Canadian National Railway has been fined $2.5 million for an April 2015 spill of diesel fuel into the North Saskatchewan River.
The fine was levied against the railway Thursday in an Edmonton courtroom.
CN pleaded guilty to one violation under the federal Fisheries Act and three charges under the Canadian Environment Protection Act. The Fisheries Act charge related to the impact on fish and wildlife from the diesel spill. The three charges under the CEPA pertained to the lack of an emergency response plan on site to deal with the incident, using an outdated pipe, and operating a centrifugal-type pump that had been banned from use.
In speaking to sentence, federal prosecutor Erin Eacott said CN was “grossly negligent” by not taking “simple and inexpensive steps” that could have prevented the incident, which occurred when a malfunctioning separator discharged a mix of diesel and water into a storm sewer in CN’s Bissell rail yard in north Edmonton on April 9, 2015.

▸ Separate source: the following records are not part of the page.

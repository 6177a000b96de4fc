//! Chunked Upload
//!
//! This module drives the session-oriented upload protocol: the first chunk
//! opens a session, further chunks are appended at the offset the client
//! believes is committed, and the session is finally committed to a path.
//!
//! Network failures during an append are ambiguous: the server may have
//! stored the chunk before the connection dropped. The retried append then
//! claims a stale offset, the server answers with its own, and the uploader
//! trims the bytes the server already has instead of sending them twice.

use async_trait::async_trait;
use bytes::Bytes;
use tracing::{debug, info, warn};

use crate::errors::{DropboxError, Result};
use crate::retry::RetryPolicy;
use crate::source::ByteSource;
use crate::types::*;

/// The three remote operations of an upload session
///
/// Each call is a single network exchange. Expected protocol branches are
/// reported through [`AppendOutcome`] and `Option`, not through errors.
#[async_trait]
pub trait SessionTransport: Send + Sync {
    /// Opens a session with its first chunk
    ///
    /// The server must acknowledge exactly the bytes sent, otherwise this
    /// fails with [`DropboxError::Protocol`].
    async fn start(&self, chunk: Bytes) -> Result<UploadSessionId>;

    /// Appends `chunk` at `offset`
    async fn append(
        &self,
        session_id: &UploadSessionId,
        offset: u64,
        chunk: Bytes,
    ) -> Result<AppendOutcome>;

    /// Commits the session to `path`; `None` when the session is unknown
    async fn finish(
        &self,
        session_id: &UploadSessionId,
        path: &str,
        write_mode: &WriteMode,
    ) -> Result<Option<Metadata>>;
}

/// Uploads one byte stream through one session
///
/// An uploader is single-use: it owns the session id and the committed
/// offset of exactly one upload.
///
/// # Example
///
/// ```no_run
/// use dropbox::{Client, ReaderSource, WriteMode};
///
/// # async fn run(client: &Client) -> dropbox::Result<()> {
/// let file = tokio::fs::File::open("video.mp4").await?;
/// let mut uploader = client.chunked_uploader().with_chunk_size(8 << 20);
/// let metadata = uploader
///     .upload("/videos/video.mp4", &WriteMode::Add, ReaderSource::new(file), None)
///     .await?;
/// assert_eq!(metadata.bytes, uploader.committed_offset());
/// # Ok(())
/// # }
/// ```
pub struct ChunkedUploader<'a, T: ?Sized> {
    transport: &'a T,
    chunk_size: usize,
    retry: RetryPolicy,
    state: UploadState,
    offset: u64,
    session_id: Option<UploadSessionId>,
}

impl<'a, T: SessionTransport + ?Sized> ChunkedUploader<'a, T> {
    /// Creates an uploader with the default chunk size and retry budget
    pub fn new(transport: &'a T) -> Self {
        Self {
            transport,
            chunk_size: DEFAULT_CHUNK_SIZE,
            retry: RetryPolicy::default(),
            state: UploadState::NotStarted,
            offset: 0,
            session_id: None,
        }
    }

    /// Sets the number of bytes read and sent per request
    pub fn with_chunk_size(mut self, chunk_size: usize) -> Self {
        self.chunk_size = chunk_size;
        self
    }

    /// Sets the retries per network operation
    pub fn with_max_retries(mut self, max_retries: u32) -> Self {
        self.retry = RetryPolicy::new(max_retries);
        self
    }

    /// Current lifecycle state
    pub fn state(&self) -> UploadState {
        self.state
    }

    /// Bytes the server has confirmed for this session
    pub fn committed_offset(&self) -> u64 {
        self.offset
    }

    /// Session id, once the session has been started
    pub fn session_id(&self) -> Option<&UploadSessionId> {
        self.session_id.as_ref()
    }

    /// Uploads everything `source` yields and commits it to `path`
    ///
    /// `source` is consumed and dropped before this returns, whatever the
    /// outcome. When `expected_total` is given and the stream length
    /// differs, the session is not committed and
    /// [`DropboxError::SizeMismatch`] is returned. A commit whose metadata
    /// reports a different size than was uploaded is a
    /// [`DropboxError::Protocol`] error.
    pub async fn upload<S: ByteSource>(
        &mut self,
        path: &str,
        write_mode: &WriteMode,
        source: S,
        expected_total: Option<u64>,
    ) -> Result<Metadata> {
        if self.state != UploadState::NotStarted {
            return Err(DropboxError::InvalidArgument(
                "a ChunkedUploader can only run one upload".to_string(),
            ));
        }
        if self.chunk_size == 0 {
            return Err(DropboxError::InvalidArgument(
                "chunk size must be positive".to_string(),
            ));
        }

        let result = self.run(path, write_mode, source, expected_total).await;
        match &result {
            Ok(_) => self.transition(UploadState::Done),
            Err(e) => {
                warn!(
                    path,
                    offset = self.offset,
                    state = ?self.state,
                    error = %e,
                    "chunked upload failed"
                );
                self.transition(UploadState::Failed);
            }
        }
        result
    }

    async fn run<S: ByteSource>(
        &mut self,
        path: &str,
        write_mode: &WriteMode,
        mut source: S,
        expected_total: Option<u64>,
    ) -> Result<Metadata> {
        let transport = self.transport;
        let retry = self.retry;

        let (first, mut eof) = source.read_chunk(self.chunk_size).await?;
        let first_len = first.len() as u64;
        let session_id = retry
            .run("chunked_upload_start", || transport.start(first.clone()))
            .await?;
        info!(session = %session_id, bytes = first_len, "upload session started");

        self.offset = first_len;
        self.session_id = Some(session_id.clone());
        self.transition(UploadState::Started);

        while !eof {
            let (next, at_end) = source.read_chunk(self.chunk_size).await?;
            eof = at_end;
            self.transition(UploadState::Uploading);
            self.append_chunk(&session_id, next).await?;
        }

        if let Some(expected) = expected_total {
            if expected != self.offset {
                return Err(DropboxError::SizeMismatch {
                    expected,
                    actual: self.offset,
                });
            }
        }
        drop(source);

        self.transition(UploadState::Finalizing);
        let metadata = retry
            .run("chunked_upload_finish", || {
                transport.finish(&session_id, path, write_mode)
            })
            .await?;

        match metadata {
            Some(metadata) if metadata.bytes != self.offset => Err(DropboxError::Protocol(format!(
                "committed file has {} bytes, but we uploaded {}",
                metadata.bytes, self.offset
            ))),
            Some(metadata) => {
                info!(session = %session_id, path, bytes = self.offset, "upload session committed");
                Ok(metadata)
            }
            None => Err(DropboxError::SessionLost(format!(
                "server did not recognize upload session {} on commit",
                session_id
            ))),
        }
    }

    /// Appends one chunk, reconciling offsets until the server has all of it
    async fn append_chunk(&mut self, session_id: &UploadSessionId, mut chunk: Bytes) -> Result<()> {
        let transport = self.transport;
        let retry = self.retry;

        loop {
            let claimed = self.offset;
            let outcome = retry
                .run("chunked_upload_append", || {
                    transport.append(session_id, claimed, chunk.clone())
                })
                .await?;

            match outcome {
                AppendOutcome::Committed => {
                    self.offset += chunk.len() as u64;
                    debug!(session = %session_id, offset = self.offset, "chunk committed");
                    return Ok(());
                }
                AppendOutcome::SessionUnknown => {
                    return Err(DropboxError::SessionLost(format!(
                        "server forgot upload session {} at offset {}",
                        session_id, claimed
                    )));
                }
                AppendOutcome::OffsetMismatch(server) => {
                    let diff = self.reconcile(claimed, server, chunk.len())?;
                    warn!(
                        session = %session_id,
                        ours = claimed,
                        server,
                        "server is ahead, resending the rest of the chunk"
                    );
                    self.offset += diff as u64;
                    chunk = chunk.slice(diff..);
                }
            }
        }
    }

    /// Validates a server offset correction and returns how many bytes of
    /// the current chunk the server already has
    fn reconcile(&self, ours: u64, server: u64, chunk_len: usize) -> Result<usize> {
        if server == ours {
            return Err(DropboxError::Protocol(format!(
                "offset correction agrees with our offset: {}",
                ours
            )));
        }
        if server < ours {
            return Err(DropboxError::Protocol(format!(
                "server is at an earlier byte offset: us={}, server={}",
                ours, server
            )));
        }
        let diff = server - ours;
        if diff > chunk_len as u64 {
            return Err(DropboxError::Protocol(format!(
                "server is more than a chunk ahead: us={}, server={}",
                ours, server
            )));
        }
        Ok(diff as usize)
    }

    fn transition(&mut self, next: UploadState) {
        if self.state != next {
            debug!(from = ?self.state, to = ?next, offset = self.offset, "upload state");
            self.state = next;
        }
    }
}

The conviction is one of the first under the amended federal Fisheries Act.
“When you’re looking at a $2-million to $2.5-million fine, this sends a strong message of deterrence,” said Eacott, who added the fine also helps to make sure industry complies with the law.
“It’s also an important deterrence for CN itself,” said Eacott.
During the sentencing hearing, Eacott noted that CN had three previous convictions under the Fisheries Act.
CN was fined $1.4 million by the province of Alberta and the federal government for a 2005 train derailment that spilled bunker oil into Lake Wabamun, west of Edmonton.
The company was fined $400,000 for a 2005 derailment that spilled caustic soda into the Cheakamus River in B.C., and $75,000 for an oil spill that leaked into the Fraser River in 2009.
The 2015 spill into the North Saskatchewan River was estimated to be 90 litres, court heard Thursday. There was no evidence fish died as a result of the incident. Environment Canada regional director Daniel Smith said the large fine will help contribute to a “healthier and safer river.”
“So, $2 million for 90 litres of diesel fuel is a very significant fine, and what we think this does is set a deterrence for anyone operating near water, or near a storm drain.”
Spill traced back 8 kilometres
Smith said CN failed to report the spill to the Alberta Spills Line, forcing Environment Canada officers and the city to trace the diesel fuel eight kilometres back from the river to the source at the CN Bissell yards in north Edmonton.
“Had it not been for the excellent work of our officers and the City of Edmonton, we would have not known about this, and potentially not been able to hold CN rail to account for their actions,” Smith said.
Nicholas Hughes, the lawyer representing CN, said the company accepts full responsibility for the spill.
Earlier this week, Alberta Environment and Parks said CN had been fined $125,000 after the company pleaded guilty to two provincial environmental charges stemming from the same 2015 discharge of diesel fuel into the river.
In an agreed statement of facts, CN acknowledged that when the discharge occurred an alarm system wasn’t working. Filters had not been replaced and employees didn’t know whose responsibility it was to deal with some of the equipment.